Much of the information here about the traditional uses of Horsechestnut is consistent with the model of thinking whereby one may treat problem A with plant B. There is value in this approach, especially in how it helps us pass on useful knowledge to one another, but it falls short in one vital area; and that is that people are not all cut from the same cloth! Something that works brilliantly for one person may do less for another -- why is this?

The reason is that people vary in their constitutions as to whether they are either hotter or cooler and, at the same time, either dryer or damper. This interesting and useful subject is introduced further here

There is an old wisdom in treating the person first and the condition second and in this light Horsechestnut can particularly offer its benefits when a nourishing action is needed in the 'cycle of healing', more about this here

Excerpt from Felter & Lloyd's Kings Dispensatory from 1898

Horse-chestnut's power over the circulation is pronounced, particularly its control over the portal vessels. Gangrenous and ill-conditioned ulcers have-been benefited by a strong infusion of the bark. The whitish, central part of the nuts, when in powder, has been recommended as a sternutatory in some cases of ophthalmia and headache.
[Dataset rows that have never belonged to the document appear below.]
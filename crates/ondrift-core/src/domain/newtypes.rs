//! Domain newtypes with validation
//!
//! This module provides strongly-typed wrappers for domain identifiers and values.
//! Each newtype ensures data validity at construction time.

use std::fmt::{self, Display, Formatter};
use std::hash::{Hash, Hasher};
use std::path::PathBuf;
use std::str::FromStr;

use serde::{Deserialize, Serialize};
use uuid::Uuid;

use super::errors::DomainError;

// ============================================================================
// UUID-based ID types
// ============================================================================

/// A generic unique identifier wrapper around UUID
#[derive(Debug, Clone, Copy, PartialEq, Eq, Hash, Serialize, Deserialize)]
#[serde(transparent)]
pub struct UniqueId(Uuid);

impl UniqueId {
    /// Create a new random UniqueId
    #[must_use]
    pub fn new() -> Self {
        Self(Uuid::new_v4())
    }

    /// Create a UniqueId from an existing UUID
    #[must_use]
    pub const fn from_uuid(uuid: Uuid) -> Self {
        Self(uuid)
    }

    /// Get the inner UUID value
    #[must_use]
    pub const fn as_uuid(&self) -> &Uuid {
        &self.0
    }

    /// Create a nil (all zeros) UniqueId
    #[must_use]
    pub const fn nil() -> Self {
        Self(Uuid::nil())
    }
}

impl Default for UniqueId {
    fn default() -> Self {
        Self::new()
    }
}

impl Display for UniqueId {
    fn fmt(&self, f: &mut Formatter<'_>) -> fmt::Result {
        write!(f, "{}", self.0)
    }
}

impl FromStr for UniqueId {
    type Err = DomainError;

    fn from_str(s: &str) -> Result<Self, Self::Err> {
        Uuid::parse_str(s)
            .map(Self)
            .map_err(|e| DomainError::InvalidId(format!("Invalid UUID: {e}")))
    }
}

impl From<Uuid> for UniqueId {
    fn from(uuid: Uuid) -> Self {
        Self(uuid)
    }
}

/// Identifier for Account entities
#[derive(Debug, Clone, Copy, PartialEq, Eq, Hash, Serialize, Deserialize)]
#[serde(transparent)]
pub struct AccountId(Uuid);

impl AccountId {
    /// Create a new random AccountId
    #[must_use]
    pub fn new() -> Self {
        Self(Uuid::new_v4())
    }

    /// Create an AccountId from an existing UUID
    #[must_use]
    pub const fn from_uuid(uuid: Uuid) -> Self {
        Self(uuid)
    }

    /// Get the inner UUID value
    #[must_use]
    pub const fn as_uuid(&self) -> &Uuid {
        &self.0
    }

    /// Create a nil (all zeros) AccountId
    #[must_use]
    pub const fn nil() -> Self {
        Self(Uuid::nil())
    }
}

impl Default for AccountId {
    fn default() -> Self {
        Self::new()
    }
}

impl Display for AccountId {
    fn fmt(&self, f: &mut Formatter<'_>) -> fmt::Result {
        write!(f, "{}", self.0)
    }
}

impl FromStr for AccountId {
    type Err = DomainError;

    fn from_str(s: &str) -> Result<Self, Self::Err> {
        Uuid::parse_str(s)
            .map(Self)
            .map_err(|e| DomainError::InvalidId(format!("Invalid AccountId: {e}")))
    }
}

impl From<Uuid> for AccountId {
    fn from(uuid: Uuid) -> Self {
        Self(uuid)
    }
}

/// Identifier for SyncSession entities
#[derive(Debug, Clone, Copy, PartialEq, Eq, Hash, Serialize, Deserialize)]
#[serde(transparent)]
pub struct SessionId(Uuid);

impl SessionId {
    /// Create a new random SessionId
    #[must_use]
    pub fn new() -> Self {
        Self(Uuid::new_v4())
    }

    /// Create a SessionId from an existing UUID
    #[must_use]
    pub const fn from_uuid(uuid: Uuid) -> Self {
        Self(uuid)
    }

    /// Get the inner UUID value
    #[must_use]
    pub const fn as_uuid(&self) -> &Uuid {
        &self.0
    }

    /// Create a nil (all zeros) SessionId
    #[must_use]
    pub const fn nil() -> Self {
        Self(Uuid::nil())
    }
}

impl Default for SessionId {
    fn default() -> Self {
        Self::new()
    }
}

impl Display for SessionId {
    fn fmt(&self, f: &mut Formatter<'_>) -> fmt::Result {
        write!(f, "{}", self.0)
    }
}

impl FromStr for SessionId {
    type Err = DomainError;

    fn from_str(s: &str) -> Result<Self, Self::Err> {
        Uuid::parse_str(s)
            .map(Self)
            .map_err(|e| DomainError::InvalidId(format!("Invalid SessionId: {e}")))
    }
}

impl From<Uuid> for SessionId {
    fn from(uuid: Uuid) -> Self {
        Self(uuid)
    }
}

/// Identifier for Conflict entities
#[derive(Debug, Clone, Copy, PartialEq, Eq, Hash, Serialize, Deserialize)]
#[serde(transparent)]
pub struct ConflictId(Uuid);

impl ConflictId {
    /// Create a new random ConflictId
    #[must_use]
    pub fn new() -> Self {
        Self(Uuid::new_v4())
    }

    /// Create a ConflictId from an existing UUID
    #[must_use]
    pub const fn from_uuid(uuid: Uuid) -> Self {
        Self(uuid)
    }

    /// Get the inner UUID value
    #[must_use]
    pub const fn as_uuid(&self) -> &Uuid {
        &self.0
    }

    /// Create a nil (all zeros) ConflictId
    #[must_use]
    pub const fn nil() -> Self {
        Self(Uuid::nil())
    }
}

impl Default for ConflictId {
    fn default() -> Self {
        Self::new()
    }
}

impl Display for ConflictId {
    fn fmt(&self, f: &mut Formatter<'_>) -> fmt::Result {
        write!(f, "{}", self.0)
    }
}

impl FromStr for ConflictId {
    type Err = DomainError;

    fn from_str(s: &str) -> Result<Self, Self::Err> {
        Uuid::parse_str(s)
            .map(Self)
            .map_err(|e| DomainError::InvalidId(format!("Invalid ConflictId: {e}")))
    }
}

impl From<Uuid> for ConflictId {
    fn from(uuid: Uuid) -> Self {
        Self(uuid)
    }
}

/// Identifier for audit log entries (database row ID)
#[derive(Debug, Clone, Copy, PartialEq, Eq, Hash, Serialize, Deserialize)]
#[serde(transparent)]
pub struct AuditId(i64);

impl AuditId {
    /// Create an AuditId from an i64 value
    #[must_use]
    pub const fn new(id: i64) -> Self {
        Self(id)
    }

    /// Get the inner i64 value
    #[must_use]
    pub const fn as_i64(&self) -> i64 {
        self.0
    }
}

impl Display for AuditId {
    fn fmt(&self, f: &mut Formatter<'_>) -> fmt::Result {
        write!(f, "{}", self.0)
    }
}

impl FromStr for AuditId {
    type Err = DomainError;

    fn from_str(s: &str) -> Result<Self, Self::Err> {
        s.parse::<i64>()
            .map(Self)
            .map_err(|e| DomainError::InvalidId(format!("Invalid AuditId: {e}")))
    }
}

impl From<i64> for AuditId {
    fn from(id: i64) -> Self {
        Self(id)
    }
}

// ============================================================================
// Path types
// ============================================================================

/// A validated absolute path within the sync root directory
///
/// SyncPath ensures the path is:
/// - Absolute (starts with /)
/// - Normalized (no . or .. components)
/// - Within the sync root when validated against one
#[derive(Debug, Clone, PartialEq, Eq, Hash, Serialize, Deserialize)]
#[serde(try_from = "PathBuf", into = "PathBuf")]
pub struct SyncPath(PathBuf);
Specific medication has taught us that it is a remedy, not for active conditions, but for congestion and engorgement. It is indicated in general by capillary engorgement—a condition of stasis—with vascular fullness and sense of soreness, throbbing, and malaise all over the body. An uneasy, full, aching pain in the hepatic region is also an indication. Rectal disorders, such as rectal irritation and hemorrhoids, with marked congestion and a sense of constriction, as if closing spasmodically upon some foreign body, with itching, heat, pain, aching, or simple uneasiness, are fields in which Horse-chestnut exerts a specific influence.

Please understand that I cannot advise you, including on products or dosage, without seeing you in person in my clinic but for ideas on how you might find a good herbalist in your area read here

This living 'book' is my labour of love so, wherever you are, I wish you peace & good health!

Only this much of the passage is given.